The boycott of the elected
Hamas government in 2006, and the orchestrated violence that led to
a Hamas takeover, and subsequent isolation and siege of the Gaza Strip,
were all meant to force Hamas to 'moderate' its position. Immense
collective suffering was endured throughout the Gaza Strip in order
for Israel and its backers, including the Palestinian leadership based
in the West Bank to force Hamas out of its ideological trenches to join
the 'pragmatic' camp, which saw little harm in fruitless political
compromises.
Hamas' steadfastness was
enough to further demonstrate its revolutionary credence and patriotic
credentials to most Palestinians and their supporters around the Middle
East and the world. Hamas impressed many, not because of its theological
references, but political resilience and refusal to be intimidated.
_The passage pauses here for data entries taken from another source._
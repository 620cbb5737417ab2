//! Mock Transport for Testing
//!
//! Replays queued replies and records every request, so session logic can be
//! exercised without a device.

use async_trait::async_trait;
use errors::{XcomError, XcomResult};
use std::collections::VecDeque;
use tracing::debug;
use xcom_protocol::Package;

use super::traits::{Transport, TransportStats};

/// Mock transport implementation
#[derive(Debug, Default)]
pub struct MockTransport {
    responses: VecDeque<XcomResult<Package>>,
    sent: Vec<Package>,
    /// Never answer; the caller's timeout decides
    silent: bool,
    stats: TransportStats,
}

impl MockTransport {
    pub fn new() -> Self {
        let mut stats = TransportStats::new();
        stats.record_connection();
        Self {
            stats,
            ..Default::default()
        }
    }

    /// Transport that accepts requests and never replies
    pub fn silent() -> Self {
        Self {
            silent: true,
            ..Self::new()
        }
    }

    /// Queue the next reply
    pub fn push_response(&mut self, reply: Package) -> &mut Self {
        self.responses.push_back(Ok(reply));
        self
    }

    /// Queue a transport failure
    pub fn push_error(&mut self, error: XcomError) -> &mut Self {
        self.responses.push_back(Err(error));
        self
    }

    /// Requests seen so far, oldest first
    pub fn sent(&self) -> &[Package] {
        &self.sent
    }

    pub fn pending_responses(&self) -> usize {
        self.responses.len()
    }
}

#[async_trait]
impl Transport for MockTransport {
    fn transport_type(&self) -> &str {
        "mock"
    }

    fn name(&self) -> &str {
        "mock"
    }

    async fn exchange(&mut self, request: &Package) -> XcomResult<Package> {
        debug!("Mock exchange: {request}");
        self.stats.record_bytes_sent(request.encoded_len());
        self.sent.push(request.clone());

        if self.silent {
            std::future::pending::<()>().await;
        }

        match self.responses.pop_front() {
            Some(Ok(reply)) => {
                self.stats.record_bytes_received(reply.encoded_len());
                self.stats.record_exchange();
                Ok(reply)
            },
            Some(Err(e)) => {
                self.stats.record_failure();
                Err(e)
            },
            None => {
                self.stats.record_failure();
                Err(XcomError::EmptyResponse("mock".to_string()))
            },
        }
    }

    fn stats(&self) -> TransportStats {
        self.stats.clone()
    }

    async fn close(&mut self) -> XcomResult<()> {
        self.stats.record_disconnection();
        Ok(())
    }
}
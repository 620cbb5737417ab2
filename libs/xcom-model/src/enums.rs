//! Known values of enumerated datapoints

use crate::datapoint::ValueTuple;

// Operating modes (VarioTrack 11016)
pub const MODE_NIGHT: ValueTuple = ValueTuple::new(0, "MODE_NIGHT");
pub const MODE_STARTUP: ValueTuple = ValueTuple::new(1, "MODE_STARTUP");
pub const MODE_CHARGER: ValueTuple = ValueTuple::new(3, "MODE_CHARGER");
pub const MODE_SECURITY: ValueTuple = ValueTuple::new(5, "MODE_SECURITY");
pub const MODE_OFF: ValueTuple = ValueTuple::new(6, "MODE_OFF");
pub const MODE_CHARGE: ValueTuple = ValueTuple::new(8, "MODE_CHARGE");
pub const MODE_CHARGE_V: ValueTuple = ValueTuple::new(9, "MODE_CHARGE_V");
pub const MODE_CHARGE_I: ValueTuple = ValueTuple::new(10, "MODE_CHARGE_I");
pub const MODE_CHARGE_T: ValueTuple = ValueTuple::new(11, "MODE_CHARGE_T");

pub const OPERATING_MODES: [ValueTuple; 9] = [
    MODE_NIGHT,
    MODE_STARTUP,
    MODE_CHARGER,
    MODE_SECURITY,
    MODE_OFF,
    MODE_CHARGE,
    MODE_CHARGE_V,
    MODE_CHARGE_I,
    MODE_CHARGE_T,
];

/// Modes in which the charger is actively charging
pub const MODE_CHARGING: [ValueTuple; 4] = [MODE_CHARGE, MODE_CHARGE_V, MODE_CHARGE_I, MODE_CHARGE_T];

// Battery cycle phases (BSP 11038)
pub const PHASE_BULK: ValueTuple = ValueTuple::new(0, "PHASE_BULK");
pub const PHASE_ABSORPT: ValueTuple = ValueTuple::new(1, "PHASE_ABSORPT");
pub const PHASE_EQUALIZE: ValueTuple = ValueTuple::new(2, "PHASE_EQUALIZE");
pub const PHASE_FLOATING: ValueTuple = ValueTuple::new(3, "PHASE_FLOATING");
pub const PHASE_R_FLOAT: ValueTuple = ValueTuple::new(6, "PHASE_R_FLOAT");
pub const PHASE_PER_ABS: ValueTuple = ValueTuple::new(7, "PHASE_PER_ABS");

pub const BATTERY_CYCLE_PHASES: [ValueTuple; 6] = [
    PHASE_BULK,
    PHASE_ABSORPT,
    PHASE_EQUALIZE,
    PHASE_FLOATING,
    PHASE_R_FLOAT,
    PHASE_PER_ABS,
];

pub fn is_charging(mode: i32) -> bool {
    MODE_CHARGING.iter().any(|m| *m == mode)
}

/// Find the labelled value for `id` in one of the tables above
pub fn label_for(table: &'static [ValueTuple], id: i32) -> Option<&'static ValueTuple> {
    table.iter().find(|v| **v == id)
}

#[cfg(test)]
mod tests {
    use super::*;

    #[test]
    fn test_is_charging() {
        assert!(is_charging(8));
        assert!(is_charging(11));
        assert!(!is_charging(0));
        assert!(!is_charging(3));
    }

    #[test]
    fn test_label_for() {
        assert_eq!(label_for(&OPERATING_MODES, 5), Some(&MODE_SECURITY));
        assert_eq!(label_for(&BATTERY_CYCLE_PHASES, 3).map(|v| v.label), Some("PHASE_FLOATING"));
        assert!(label_for(&BATTERY_CYCLE_PHASES, 4).is_none());
    }
}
In some way, Hamas achieved the same revolutionary status and recognition
as that of Fatah in the 1960's.
It was not until the Israeli
war against largely defenseless Gaza starting December 2008, that Hamas
seemed politically self-assured, and for good reason. After all, it
was a democratically elected movement representing Palestinians in the
Occupied Territories. Their rivals' failure to accommodate the new
political reality, and incessant Israeli attempts at destroying the
movement and imprisoning scores of its elected parliamentarians were
not enough to de-legitimize it. Then Israel unleashed one of its grizzliest
campaigns against Palestinians, aimed largely at civilians and civilian
infrastructure in Gaza. The Israeli war was meant to achieve more than
the killing of 1,350 (including 437 children) and the wounding of 5,450
others. It was aimed at disturbing the Palestinian psyche that began
seeing a world of possibilities beyond the confining and shallow promises
of peace infused by the Oslo peace process, which only served to ingrain
occupation and entrench illegal settlements.
International solidarity was
building up slowly prior to the Israeli attack. As Israeli bombs began
raining atop Gaza's mostly civilian infrastructure, international
solidarity exploded throughout the world. Israel's brutal folly served
to legitimize the very group it was meant to crush. The voices that
tirelessly demanded Hamas to live up to fixed conditions, handed down
by the so-called Middle East peace quartet, were overshadowed by voices
demanding the US and various Western powers to recognize and engage
Hamas. A lead voice amongst them is former US President Jimmy Carter,
one of the first influential Western personalities to engage Hamas,
and to break the news that Hamas "would accept a two-state peace agreement
with Israel as long as it was approved by a Palestinian referendum or
a newly elected government." (Guardian, April 22, 2008)
Carter's insistence on involving
Hamas in any future peace arrangement took him from Damascus, to Cairo
to the West Bank, then, to Gaza. His recent visit to the Strip on June
16 was more than that of solidarity, but it was aimed at convincing
Hamas to agree to the vision of two states and the Arab Peace Initiative
of 2002. The alternative conditions are meant to present a more dignified
exit than the belligerent and one-sided demands of the quartet. It's
unclear whether Hamas would fully embrace his call. But what is clear
is that Hamas is sending various signals, such as its willingness to
engage in dialogue with the Obama administration, and, again, acceptance
of the two-state solution, which according to any reasonable estimation
of the Israeli 'facts on the ground' created in occupied Jerusalem
and the West Bank, is now a far-fetched possibility.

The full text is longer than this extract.